Co do flatów generalnie siedzą mi ernipiłki, mam jakieś sprecyzowane brzmienie i one mi siedzą genialnie a upierdliwy jestem co do brzmienia. Mazdah coś o tym wie Smile

Chromesy kupiłem ze dwa lata temu jak miałem precisiona jeszcze, grałyna nim rok, ale czasem były zamieniane na jakieś roundy. Tak samo teraz zamiennie z roundami zakładam je na jazza. Zgrane są już sporo a stroją i są ok.
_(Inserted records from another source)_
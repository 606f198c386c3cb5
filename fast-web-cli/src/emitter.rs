//! Route table emitter.
//!
//! Turns a [`BuildContext`] into the source of a `load_routers` function that
//! registers every route on an axum `Router`. Output depends only on the
//! context, so unchanged sources always produce byte-identical files.

use crate::error::{CliResult, GenerateError};
use crate::parser::RouteProperties;
use crate::resolver::BuildContext;
use std::collections::BTreeSet;
use std::fmt::Write as _;

/// Marker line at the top of every generated file.
pub const GENERATED_HEADER: &str = "//! Code generated by fast-wgen. DO NOT EDIT.";

/// Generated source plus counts for the summary line.
#[derive(Debug, Clone)]
pub struct GeneratedOutput {
    /// Complete Rust source.
    pub content: String,

    /// Number of registered routes.
    pub route_count: usize,

    /// Number of shared limiters.
    pub limiter_count: usize,

    /// Number of imported handler modules.
    pub module_count: usize,
}

/// Writes the route table.
#[derive(Debug, Clone)]
pub struct CodeEmitter {
    /// Wrap handlers with `fast_web::wrap` instead of registering them as-is.
    wrap: bool,
}

impl CodeEmitter {
    /// Create an emitter; `wrap` selects wrap mode over bare mode.
    pub fn new(wrap: bool) -> Self {
        Self { wrap }
    }

    /// Emit the route table for `ctx`.
    pub fn emit(&self, ctx: &BuildContext) -> CliResult<GeneratedOutput> {
        let modules = self.modules(&ctx.routes)?;
        let limiters = limiter_idents(ctx)?;

        let mut routing = BTreeSet::new();
        let mut items = BTreeSet::new();
        let mut registrations = Vec::with_capacity(ctx.routes.len());

        for route in &ctx.routes {
            let function = routing_fn(&route.http_method).ok_or_else(|| {
                GenerateError::UnsupportedMethod {
                    method: route.http_method.clone(),
                    path: route.path.clone(),
                }
            })?;
            routing.insert(function);

            let alias = module_alias(&route.package_path);
            let handler = self.handler_expr(route, &alias, &mut items);

            let layer = match (&route.limit.name, route.limit.num, route.limit.cap) {
                (Some(name), _, _) => {
                    let ident = limiters
                        .iter()
                        .find(|(group, _)| group == name)
                        .map(|(_, ident)| ident.as_str())
                        .unwrap_or_default();
                    format!(".route_layer({ident}.layer())")
                }
                (None, Some(num), Some(cap)) => {
                    items.insert("RateLimiter");
                    format!(".route_layer(RateLimiter::new({num}, {cap}).layer())")
                }
                _ => String::new(),
            };

            let path = route_path(&route.path).ok_or_else(|| GenerateError::UnnamedCapture {
                path: route.path.clone(),
            })?;
            registrations.push(format!(
                "    let router = router.route(\"{path}\", {function}({handler}){layer});"
            ));
        }
        if !limiters.is_empty() {
            items.insert("RateLimiter");
        }

        let mut out = String::new();
        let _ = writeln!(out, "{GENERATED_HEADER}");
        let _ = writeln!(out, "#![allow(non_snake_case)]");
        let _ = writeln!(out);
        let _ = writeln!(out, "use axum::Router;");
        if !routing.is_empty() {
            let _ = writeln!(out, "use axum::routing::{};", import_group(&routing));
        }
        if !items.is_empty() {
            let _ = writeln!(out, "use fast_web::{};", import_group(&items));
        }
        if !modules.is_empty() {
            let _ = writeln!(out);
            for (module, alias) in &modules {
                let _ = writeln!(out, "use {module} as {alias};");
            }
        }
        let _ = writeln!(out);
        let _ = writeln!(out, "/// Register every annotated route on `router`.");
        let _ = writeln!(out, "pub fn load_routers<S>(router: Router<S>) -> Router<S>");
        let _ = writeln!(out, "where");
        let _ = writeln!(out, "    S: Clone + Send + Sync + 'static,");
        let _ = writeln!(out, "{{");
        for (name, ident) in &limiters {
            if let Some(group) = ctx.limiter(name) {
                let _ = writeln!(
                    out,
                    "    let {ident} = RateLimiter::new({}, {});",
                    group.num, group.cap
                );
            }
        }
        if !limiters.is_empty() && !registrations.is_empty() {
            let _ = writeln!(out);
        }
        for line in &registrations {
            let _ = writeln!(out, "{line}");
        }
        let _ = writeln!(out, "    router");
        let _ = writeln!(out, "}}");

        Ok(GeneratedOutput {
            content: out,
            route_count: ctx.routes.len(),
            limiter_count: limiters.len(),
            module_count: modules.len(),
        })
    }

    /// Distinct module paths with their aliases, first-seen order.
    fn modules(&self, routes: &[RouteProperties]) -> CliResult<Vec<(String, String)>> {
        let mut modules: Vec<(String, String)> = Vec::new();
        for route in routes {
            if modules.iter().any(|(m, _)| *m == route.package_path) {
                continue;
            }
            let alias = module_alias(&route.package_path);
            if let Some((first, _)) = modules.iter().find(|(_, a)| *a == alias) {
                return Err(GenerateError::AliasConflict {
                    first: first.clone(),
                    second: route.package_path.clone(),
                    alias,
                }
                .into());
            }
            modules.push((route.package_path.clone(), alias));
        }
        Ok(modules)
    }

    fn handler_expr(
        &self,
        route: &RouteProperties,
        alias: &str,
        items: &mut BTreeSet<&'static str>,
    ) -> String {
        let target = match &route.receiver_name {
            Some(receiver) => format!("{alias}::{receiver}::{}", route.method_name),
            None => format!("{alias}::{}", route.method_name),
        };
        if !self.wrap {
            return target;
        }

        if route.descriptor.receiver.is_some() {
            items.insert("method");
            items.insert("wrap");
            format!("wrap(method({target}))")
        } else if route.descriptor.is_plain() {
            items.insert("plain");
            format!("plain({target})")
        } else {
            items.insert("wrap");
            format!("wrap({target})")
        }
    }
}

/// Import alias for a module path: split on `::`, `/` and `.`, upper-case
/// each segment's first letter, concatenate.
pub fn module_alias(path: &str) -> String {
    path.split("::")
        .flat_map(|s| s.split(['/', '.']))
        .map(|segment| {
            let mut chars = segment.chars();
            match chars.next() {
                Some(first) => first.to_uppercase().chain(chars).collect(),
                None => String::new(),
            }
        })
        .collect()
}

/// Rewrite `:name` segments into axum's `{name}` captures. `None` when a
/// segment is `:` or `{}` alone.
pub fn route_path(path: &str) -> Option<String> {
    let segments = path
        .split('/')
        .map(|segment| match segment.strip_prefix(':') {
            Some("") => None,
            Some(name) => Some(format!("{{{name}}}")),
            None if segment == "{}" => None,
            None => Some(segment.to_string()),
        })
        .collect::<Option<Vec<_>>>()?;
    Some(segments.join("/"))
}

/// Local variable name for a shared limiter.
pub fn limiter_ident(name: &str) -> String {
    let sanitized: String = name
        .chars()
        .map(|c| {
            if c.is_ascii_alphanumeric() {
                c.to_ascii_lowercase()
            } else {
                '_'
            }
        })
        .collect();
    format!("limit_{sanitized}")
}

fn limiter_idents(ctx: &BuildContext) -> CliResult<Vec<(String, String)>> {
    let mut idents: Vec<(String, String)> = Vec::with_capacity(ctx.limiters.len());
    for group in &ctx.limiters {
        let ident = limiter_ident(&group.name);
        if let Some((first, _)) = idents.iter().find(|(_, i)| *i == ident) {
            return Err(GenerateError::LimiterConflict {
                first: first.clone(),
                second: group.name.clone(),
                ident,
            }
            .into());
        }
        idents.push((group.name.clone(), ident));
    }
    Ok(idents)
}

/// axum routing function for an upper-cased HTTP method.
pub fn routing_fn(method: &str) -> Option<&'static str> {
    Some(match method {
        "GET" => "get",
        "POST" => "post",
        "PUT" => "put",
        "DELETE" => "delete",
        "PATCH" => "patch",
        "HEAD" => "head",
        "OPTIONS" => "options",
        "TRACE" => "trace",
        "ANY" => "any",
        _ => return None,
    })
}

fn import_group(names: &BTreeSet<&str>) -> String {
    if names.len() == 1 {
        names.iter().map(|s| s.to_string()).collect()
    } else {
        let joined: Vec<&str> = names.iter().copied().collect();
        format!("{{{}}}", joined.join(", "))
    }
}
Teraz je ugotowałem i odzyskały blasku w brzmieniu trochę. Musiałeś jakąś lipe trafić. Dziwne. Zresztą wiele osób narzeka na Daddario ostatnio, a ja gram na nich (i flatach i roundach) w kółko i nic złego się nie dzieje.
(01-06-2012, 11:05 AM)miklo napisał(a): Jak muzyka płynie i włos się na mosznie stroszy, to nie ważny na czym i jak szybko grasz.

Odpowiedz
Czyli FP rules Wink Ja mam chromesy od dobrych 2 miesięcy i jestem przezadowolony ! Stroją, nadal brzmią, przytemperowały tą straszną górę w moim SR-e i ogólnie jest więcej "basu w basie" jeżeli wiecie o co kaman Wink A żeby nie byc gołosłownym zamieszczam fotkę i proszę Czcigodnego Mazdaha o numerek w braderhudzie albowiem "mam wiele zrozumienia dla strun flatwound brzmienia" Big Grin

[Obrazek: img0062h.jpg]
Odpowiedz
U mnie ta niebieska owijka już wygląda jak sznurówki beja od tego ciągłego zdejmowania i zakładania.
(01-06-2012, 11:05 AM)miklo napisał(a): Jak muzyka płynie i włos się na mosznie stroszy, to nie ważny na czym i jak szybko grasz.